As shown in this unit, machine learning provides tools to reduce problems for which there is no formal mathematical model to an optimization problem through data. Note that this is an important change of paradigm to previous problem-solving approaches, as the starting point is available data, not a mathematical model of the problem.
Let us look illustrate how we have been approaching problem-solving until now with the following figure:
Based on the knowledge of the problem at hand and based on a set of assumptions, so far we have developed a mathematical model of a decision problem as an optimization problem subject to a set of constraints, and use data to set up the coefficients of the model based on the environment framing the decision-making problem. The solution to the problem provided the values of the objective variable and the decision variables.

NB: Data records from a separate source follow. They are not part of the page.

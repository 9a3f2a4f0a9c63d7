use crate::models::{PerformanceSummary, SectorStatsRow};
use crate::significance::SignificanceReport;

const UNDEFINED: &str = "n/a";

pub fn percent(value: Option<f64>) -> String {
    match value {
        Some(value) if value.is_finite() => format!("{:.2}%", value * 100.0),
        _ => UNDEFINED.to_string(),
    }
}

pub fn decimal(value: Option<f64>, places: usize) -> String {
    match value {
        Some(value) if value.is_finite() => format!("{:.*}", places, value),
        _ => UNDEFINED.to_string(),
    }
}

pub fn portfolio_summary(label: &str, summary: &PerformanceSummary) -> String {
    render(vec![
        format!("=== Portfolio Metrics ({} mode, daily-based) ===", label),
        format!(
            "Days: {}  |  Non-zero days: {}",
            summary.days, summary.non_zero_days
        ),
        format!("Annualized Return (arith): {}", percent(summary.ann_return_arith)),
        format!("Annualized Return (geom):  {}", percent(summary.ann_return_geom)),
        format!("Annualized Volatility:     {}", percent(summary.ann_vol)),
        format!("Sharpe Ratio:              {}", decimal(summary.sharpe, 2)),
        format!("Max Drawdown:              {}", percent(summary.max_drawdown)),
    ])
}

/// Sharpe leaders and laggards of an already ranked sector-stats table.
pub fn sector_extremes(title: &str, rows: &[SectorStatsRow], count: usize) -> String {
    let mut lines = vec![title.to_string()];
    if rows.is_empty() {
        lines.push("  (no sectors)".to_string());
        return render(lines);
    }

    let count = count.min(rows.len());
    lines.push(format!("  Top {} by Sharpe:", count));
    lines.extend(rows.iter().take(count).map(|row| format!("    {}", sector_line(row))));
    lines.push(format!("  Bottom {} by Sharpe:", count));
    lines.extend(
        rows.iter()
            .rev()
            .take(count)
            .map(|row| format!("    {}", sector_line(row))),
    );
    render(lines)
}

fn sector_line(row: &SectorStatsRow) -> String {
    format!(
        "{:<24} sharpe {:>7.3}  ann {:>8}  days {:>5}  non-zero {:>5}",
        row.sector,
        row.sharpe,
        percent(Some(row.ann_return_arith)),
        row.days,
        row.non_zero_days
    )
}

pub fn significance_tables(report: &SignificanceReport) -> String {
    let frequency = report.frequency.label();
    let mut lines = vec![
        format!("Per-sector one-sample t-tests vs 0 ({} returns):", frequency),
        format!(
            "{:<24} {:>5} {:>9} {:>8} {:>9} {:>9} {:>10} {:>21}",
            "sector", "n", "mean", "t", "p", "p_fdr", "ann_mean", "ann_95%_ci"
        ),
    ];
    for result in &report.one_sample {
        let interval = match (result.ann_ci_low, result.ann_ci_high) {
            (Some(low), Some(high)) => format!("[{}, {}]", percent(Some(low)), percent(Some(high))),
            _ => UNDEFINED.to_string(),
        };
        lines.push(format!(
            "{:<24} {:>5} {:>9} {:>8} {:>9} {:>9} {:>10} {:>21}",
            result.sector,
            result.n,
            percent(result.mean),
            decimal(result.t_statistic, 2),
            decimal(result.p_value, 4),
            decimal(result.p_value_fdr_adjusted, 4),
            percent(result.ann_mean_arith),
            interval
        ));
    }

    let Some(best) = report.pairwise.first() else {
        lines.push(format!("Not enough sectors for pairwise {} tests.", frequency));
        return render(lines);
    };
    lines.push(format!(
        "Best-vs-rest Welch t-tests ({} returns, best = {}, mean {}):",
        frequency,
        best.best_sector,
        percent(Some(best.mean_best))
    ));
    lines.push(format!(
        "{:<24} {:>9} {:>8} {:>9} {:>9}",
        "other_sector", "mean", "t", "p", "p_fdr"
    ));
    for result in &report.pairwise {
        lines.push(format!(
            "{:<24} {:>9} {:>8} {:>9} {:>9}",
            result.other_sector,
            percent(Some(result.mean_other)),
            decimal(result.t_statistic, 2),
            decimal(result.p_value, 4),
            decimal(result.p_value_fdr_adjusted, 4)
        ));
    }
    render(lines)
}

fn render(lines: Vec<String>) -> String {
    let mut out = lines.join("\n");
    out.push('\n');
    out
}
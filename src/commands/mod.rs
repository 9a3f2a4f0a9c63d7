pub mod backtest;
pub mod input_files;
pub mod run;
pub mod sector_baseline;
pub mod verify;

However, the approach in machine learning is radically different:
Now, what we do is use a flexible mathematical model, or swiss-knife type of mathematical model, which is in a nutshell any mathematical model which has enough degrees of freedom to model a wide set of problems. For now, we can just assume that we will use models with coefficients that are not defined a priori, and that there are enough of such coefficients to allow it to model many problems. Now, Training consists in finding the parameters of the model that provide the best mapping between input data and output data, given a set of examples, or training data. With these parameters, the machine learning model agrees with the experienced results described in the training data. Out of all possible values for the parameters, the optimal parameters minimize an error function between the solutions obtained with the model and the solutions available in the training data.

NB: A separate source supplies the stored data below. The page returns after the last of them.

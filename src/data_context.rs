use crate::models::{
    EquityCurvePoint, PairwiseResult, PredictionRow, SectorDailyReturn, SectorStatsRow,
    SignificanceResult,
};
use crate::prediction_utils::normalize_ticker_symbol;
use anyhow::{Context, Result};
use csv::{ReaderBuilder, WriterBuilder};
use log::{info, warn};
use serde::de::DeserializeOwned;
use serde::Serialize;
use std::fs::{self, File};
use std::io::{BufReader, BufWriter, Write};
use std::path::Path;

/// A row type with a fixed CSV header. Headers are written explicitly so an empty table
/// still carries its schema.
pub trait CsvTable: Serialize + DeserializeOwned {
    const HEADERS: &'static [&'static str];
    const NAME: &'static str;
}

impl CsvTable for PredictionRow {
    const HEADERS: &'static [&'static str] = &[
        "date",
        "ticker",
        "sector",
        "predicted_probability",
        "forward_return",
    ];
    const NAME: &'static str = "predictions";
}

impl CsvTable for EquityCurvePoint {
    const HEADERS: &'static [&'static str] = &[
        "date",
        "return",
        "cumulative_equity",
        "cumulative_return",
        "selected_tickers",
    ];
    const NAME: &'static str = "equity curve";
}

impl CsvTable for SectorStatsRow {
    const HEADERS: &'static [&'static str] = &[
        "sector",
        "days",
        "non_zero_days",
        "ann_return_arith",
        "ann_return_geom",
        "ann_vol",
        "sharpe",
        "max_drawdown",
    ];
    const NAME: &'static str = "sector stats";
}

impl CsvTable for SectorDailyReturn {
    const HEADERS: &'static [&'static str] = &["date", "sector", "return"];
    const NAME: &'static str = "sector daily returns";
}

impl CsvTable for SignificanceResult {
    const HEADERS: &'static [&'static str] = &[
        "sector",
        "n",
        "mean",
        "std",
        "t_statistic",
        "p_value",
        "p_value_fdr_adjusted",
        "ci_low",
        "ci_high",
        "ann_mean_arith",
        "ann_ci_low",
        "ann_ci_high",
    ];
    const NAME: &'static str = "one-sample t-tests";
}

impl CsvTable for PairwiseResult {
    const HEADERS: &'static [&'static str] = &[
        "best_sector",
        "other_sector",
        "t_statistic",
        "p_value",
        "p_value_fdr_adjusted",
        "mean_best",
        "mean_other",
        "n_best",
        "n_other",
        "ann_mean_best",
        "ann_mean_other",
    ];
    const NAME: &'static str = "pairwise t-tests";
}

pub fn read_table<T: CsvTable>(path: &Path) -> Result<Vec<T>> {
    let file = File::open(path)
        .with_context(|| format!("Unable to open {} table at {}", T::NAME, path.display()))?;
    let mut reader = ReaderBuilder::new()
        .trim(csv::Trim::Headers)
        .from_reader(BufReader::new(file));

    let mut rows = Vec::new();
    for (idx, record) in reader.deserialize::<T>().enumerate() {
        let row = record.with_context(|| {
            format!(
                "Malformed {} row {} in {}",
                T::NAME,
                idx + 2,
                path.display()
            )
        })?;
        rows.push(row);
    }
    Ok(rows)
}

pub fn write_table<T: CsvTable>(path: &Path, rows: &[T]) -> Result<()> {
    create_parent_dir(path)?;
    let file = File::create(path)
        .with_context(|| format!("Unable to create {} table at {}", T::NAME, path.display()))?;
    let mut writer = WriterBuilder::new()
        .has_headers(false)
        .from_writer(BufWriter::new(file));

    writer
        .write_record(T::HEADERS)
        .with_context(|| format!("Failed to write {} header", T::NAME))?;
    for row in rows {
        writer
            .serialize(row)
            .with_context(|| format!("Failed to serialize {} row", T::NAME))?;
    }
    writer
        .flush()
        .with_context(|| format!("Failed to flush {} table to {}", T::NAME, path.display()))?;
    info!("Wrote {} {} row(s) to {}", rows.len(), T::NAME, path.display());
    Ok(())
}

pub fn write_json<T: Serialize>(path: &Path, value: &T) -> Result<()> {
    create_parent_dir(path)?;
    let file = File::create(path)
        .with_context(|| format!("Unable to create {}", path.display()))?;
    let mut writer = BufWriter::new(file);
    serde_json::to_writer_pretty(&mut writer, value)
        .with_context(|| format!("Failed to serialize JSON to {}", path.display()))?;
    writer.write_all(b"\n")?;
    writer
        .flush()
        .with_context(|| format!("Failed to flush {}", path.display()))?;
    info!("Wrote {}", path.display());
    Ok(())
}

/// Loads the prediction table. Tickers are normalized and sectors trimmed; rows without
/// a ticker are dropped. Rows with a non-numeric probability are kept and later treated
/// as ineligible by the selection engine.
pub fn load_predictions(path: &Path) -> Result<Vec<PredictionRow>> {
    let raw: Vec<PredictionRow> = read_table(path)?;
    let total = raw.len();

    let mut rows = Vec::with_capacity(total);
    let mut missing_ticker = 0usize;
    for mut row in raw {
        let Some(ticker) = normalize_ticker_symbol(&row.ticker) else {
            missing_ticker += 1;
            continue;
        };
        row.ticker = ticker;
        row.sector = row.sector.trim().to_string();
        rows.push(row);
    }

    if missing_ticker > 0 {
        warn!(
            "Dropped {} prediction row(s) without a ticker from {}",
            missing_ticker,
            path.display()
        );
    }
    let unscored = rows
        .iter()
        .filter(|row| !row.predicted_probability.is_finite())
        .count();
    if unscored > 0 {
        warn!(
            "{} prediction row(s) have no numeric probability and cannot be selected",
            unscored
        );
    }
    info!(
        "Loaded {} prediction row(s) from {}",
        rows.len(),
        path.display()
    );
    Ok(rows)
}

fn create_parent_dir(path: &Path) -> Result<()> {
    if let Some(parent) = path.parent() {
        if !parent.as_os_str().is_empty() {
            fs::create_dir_all(parent).with_context(|| {
                format!("Failed to create output directory {}", parent.display())
            })?;
        }
    }
    Ok(())
}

This way, learning is reduced to a minimization problem. There are many machine learning approaches, but in most cases, learning is reduced to a minimization problem and gradient descent methods are behind most machine learning algorithms.
Core learning tasks¶
This section describes the core learning tasks, which is how we refer to the types of problems that are normally solved with machine learning. Before we go into the details of each individual learning task, bear in mind that the common denominator is that these are tasks that humans and other type of intelligence beings perform naturally and intuitively, but that do not have a closed mathematical form.
Prediction¶
Learn the behaviour of a variable with time, to make predictions about future trends or events. The variable can be quantitative (e.g. predict the value of a market stock based on a historic dataset) or categorical (e.g. predict the time to failure of a machine)
Classification and clustering¶
Learn to classify input data into known categories (classification) or unknown categories (clustering) based on the features available in the training data. For instance, classify images of cells into tumorous or healthy (classification), or learn the different types of customers from collected data.
Generation¶
Learn to generate data with the same characteristics of a set of examples. For instance, learn to translate text into a language, or generate videos from images.
Optimization¶
Learn to solve complex optimization problems, either combinatorial optimization problems (e.g. play chess or Go) or convex optimization (drone navigation control) which are very difficult to model and solve with other techniques.

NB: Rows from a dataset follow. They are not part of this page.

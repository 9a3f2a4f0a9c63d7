use crate::commands::input_files::ensure_input_file;
use crate::config::SectorUniverse;
use crate::context::{AppContext, RunVariant};
use crate::data_context::read_table;
use crate::models::SectorStatsRow;
use crate::report;
use anyhow::{anyhow, Result};
use log::{info, warn};
use std::collections::BTreeSet;

/// Checks applied to the sector-stats artifacts of one or both variants.
#[derive(Debug, Clone, Default, PartialEq, Eq)]
pub struct VerificationReport {
    pub checked_variants: Vec<&'static str>,
    pub failures: Vec<String>,
}

impl VerificationReport {
    pub fn passed(&self) -> bool {
        self.failures.is_empty()
    }
}

pub fn run(app: &AppContext) -> Result<VerificationReport> {
    info!("Received verify command for {}", app.data_dir().display());
    let unbalanced_path = app.outputs(RunVariant::Unbalanced).sector_stats();
    ensure_input_file(&unbalanced_path, "Run the `backtest` command first.")?;

    let unbalanced: Vec<SectorStatsRow> = read_table(&unbalanced_path)?;
    let balanced_path = app.outputs(RunVariant::Balanced).sector_stats();
    let balanced: Option<Vec<SectorStatsRow>> = if balanced_path.is_file() {
        Some(read_table(&balanced_path)?)
    } else {
        info!(
            "No balanced sector stats at {}; checking the unbalanced run only",
            balanced_path.display()
        );
        None
    };

    let outcome = verify(&app.settings().sectors, &unbalanced, balanced.as_deref());
    print!(
        "{}",
        report::sector_extremes("Unbalanced sector stats:", &unbalanced, 3)
    );
    if let Some(rows) = balanced.as_deref() {
        print!("{}", report::sector_extremes("Balanced sector stats:", rows, 3));
    }

    if !outcome.passed() {
        for failure in &outcome.failures {
            warn!("Verification failure: {}", failure);
        }
        return Err(anyhow!(
            "Verification failed with {} problem(s): {}",
            outcome.failures.len(),
            outcome.failures.join("; ")
        ));
    }
    info!(
        "Verification passed for {} variant(s)",
        outcome.checked_variants.len()
    );
    Ok(outcome)
}

pub fn verify(
    sectors: &SectorUniverse,
    unbalanced: &[SectorStatsRow],
    balanced: Option<&[SectorStatsRow]>,
) -> VerificationReport {
    let mut report = VerificationReport::default();
    check_variant("unbalanced", sectors, unbalanced, &mut report);
    if let Some(rows) = balanced {
        check_variant("balanced", sectors, rows, &mut report);
        let left = sector_set(unbalanced);
        let right = sector_set(rows);
        if left != right {
            let only_unbalanced: Vec<&str> = left.difference(&right).copied().collect();
            let only_balanced: Vec<&str> = right.difference(&left).copied().collect();
            report.failures.push(format!(
                "variants cover different sectors (only unbalanced: {:?}, only balanced: {:?})",
                only_unbalanced, only_balanced
            ));
        }
    }
    report
}

fn check_variant(
    label: &'static str,
    sectors: &SectorUniverse,
    rows: &[SectorStatsRow],
    report: &mut VerificationReport,
) {
    report.checked_variants.push(label);

    if rows.len() != sectors.len() {
        report.failures.push(format!(
            "{}: {} sector row(s), expected {}",
            label,
            rows.len(),
            sectors.len()
        ));
    }

    let present = sector_set(rows);
    let missing: Vec<&str> = sectors.iter().filter(|s| !present.contains(s)).collect();
    if !missing.is_empty() {
        report
            .failures
            .push(format!("{}: missing sectors {:?}", label, missing));
    }
    let unexpected: Vec<&str> = present
        .iter()
        .copied()
        .filter(|s| !sectors.contains(s))
        .collect();
    if !unexpected.is_empty() {
        report
            .failures
            .push(format!("{}: unexpected sectors {:?}", label, unexpected));
    }

    for row in rows {
        let values = [
            row.ann_return_arith,
            row.ann_return_geom,
            row.ann_vol,
            row.sharpe,
            row.max_drawdown,
        ];
        if values.iter().any(|value| !value.is_finite()) {
            report
                .failures
                .push(format!("{}: {} has missing values", label, row.sector));
        }
    }
}

fn sector_set(rows: &[SectorStatsRow]) -> BTreeSet<&str> {
    rows.iter().map(|row| row.sector.as_str()).collect()
}

#[cfg(test)]
mod tests {
    use super::*;

    fn stats(sector: &str, sharpe: f64) -> SectorStatsRow {
        SectorStatsRow {
            sector: sector.to_string(),
            days: 5,
            non_zero_days: 2,
            ann_return_arith: 0.1,
            ann_return_geom: 0.09,
            ann_vol: 0.2,
            sharpe,
            max_drawdown: -0.01,
        }
    }

    #[test]
    fn complete_stats_pass() {
        let sectors = SectorUniverse::new(["Energy", "Utilities"]).unwrap();
        let rows = vec![stats("Energy", 1.0), stats("Utilities", 0.0)];
        let report = verify(&sectors, &rows, Some(rows.as_slice()));
        assert!(report.passed(), "{:?}", report.failures);
        assert_eq!(report.checked_variants, vec!["unbalanced", "balanced"]);
    }

    #[test]
    fn flags_missing_sectors_and_values() {
        let sectors = SectorUniverse::new(["Energy", "Utilities"]).unwrap();
        let unbalanced = vec![stats("Energy", f64::NAN)];
        let balanced = vec![stats("Energy", 1.0), stats("Utilities", 0.5)];
        let report = verify(&sectors, &unbalanced, Some(balanced.as_slice()));

        assert!(!report.passed());
        assert!(report.failures.iter().any(|f| f.contains("missing sectors")));
        assert!(report.failures.iter().any(|f| f.contains("missing values")));
        assert!(report.failures.iter().any(|f| f.contains("different sectors")));
    }
}
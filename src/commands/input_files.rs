use crate::error::EngineError;
use anyhow::{Context, Result};
use std::path::Path;

/// Fails with `EngineError::MissingInput` when a required upstream artifact is absent.
/// `hint` names the step that produces it.
pub fn ensure_input_file(path: &Path, hint: &str) -> Result<()> {
    if path.is_file() {
        return Ok(());
    }

    Err(EngineError::MissingInput {
        path: path.to_path_buf(),
    })
    .with_context(|| format!("{} not found. {}", path.display(), hint))
}

#[cfg(test)]
mod tests {
    use super::*;
    use tempfile::tempdir;

    #[test]
    fn missing_file_is_typed() {
        let dir = tempdir().unwrap();
        let err = ensure_input_file(&dir.path().join("absent.csv"), "Run `backtest` first.")
            .unwrap_err();
        assert!(matches!(
            err.downcast_ref::<EngineError>(),
            Some(EngineError::MissingInput { .. })
        ));
        assert!(format!("{}", err).contains("Run `backtest` first."));
    }

    #[test]
    fn directories_do_not_count_as_inputs() {
        let dir = tempdir().unwrap();
        assert!(ensure_input_file(dir.path(), "").is_err());
    }
}
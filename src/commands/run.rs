use crate::commands::backtest::{self, BacktestArtifacts, BacktestOptions};
use crate::commands::input_files::ensure_input_file;
use crate::commands::stats_tests;
use crate::context::AppContext;
use crate::data_context::load_predictions;
use crate::report;
use crate::significance::SignificanceReport;
use anyhow::Result;
use log::info;

#[derive(Debug)]
pub struct PipelineOutput {
    pub backtest: BacktestArtifacts,
    pub significance: Vec<SignificanceReport>,
}

/// Backtest followed by the significance batteries for one variant. Both stages are
/// computed before any artifact is written.
pub fn run(app: &AppContext, options: &BacktestOptions) -> Result<PipelineOutput> {
    info!(
        "Received run command ({} mode) for {}",
        options.variant.label(),
        options.predictions.display()
    );
    ensure_input_file(
        &options.predictions,
        "Provide the prediction table produced by the scoring step.",
    )?;

    let predictions = load_predictions(&options.predictions)?;
    let artifacts = backtest::compute(app, options, &predictions)?;
    let significance = stats_tests::compute(artifacts.grid.rows())?;

    let paths = app.outputs(options.variant);
    backtest::write(&paths, &artifacts)?;
    stats_tests::write(&paths, &significance)?;

    print!(
        "{}",
        report::portfolio_summary(options.variant.label(), &artifacts.output.summary)
    );
    print!(
        "{}",
        report::sector_extremes("Sector performance (selected picks):", &artifacts.sector_stats, 3)
    );
    for batch in &significance {
        print!("{}", report::significance_tables(batch));
    }

    Ok(PipelineOutput {
        backtest: artifacts,
        significance,
    })
}
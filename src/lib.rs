pub mod backtester;
pub mod balance;
pub mod calendar;
pub mod commands;
pub mod config;
pub mod context;
pub mod data_context;
pub mod error;
pub mod models;
pub mod performance;
pub mod prediction_utils;
pub mod report;
pub mod sector_aggregator;
pub mod significance;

Types of machine learning techniques¶
There are three main categories of machine learning techniques:
Supervised learning: In supervised learning, training data contains the outputs of the model, that is, it contains examples of the expected output of the model once it is trained. We refer to the outputs as dependent variables and the inputs as the independent variables. The common terminology establishes that training data is labelled with the dependent variables. That is, each training data sample is associated with the corresponding output obtained when collecting the training data. Supervised learning is applied to prediction, classification, and generation problems.
Unsupervised learning: In unsupervised learning on the other hand, the objective is to learn hidden features of the available data. That is, the output is not explicitly found in the training data, but rather, it is implied and the objective is to learn it from the training data set. Unsupervised learning is used to solve clustering problems, as well as other types of problems like anomaly detection, or subtasks (tasks needed to solve a learning task) like dimensionality (determine how to use the input data).
Reinforcement learning: Reinforcement learning is a different type of machine learning technique based on a reward system. A reinforcement learning agent is a mathematical model of a real world agent performing different actions. Similarly, the environment is modeled as a state machine with a numerable number of possible states. Every action of the agent results in a change of the environment to a given state. For each state, there is an associated reward, and during training, the data is configured to maximize the overall reward obtained.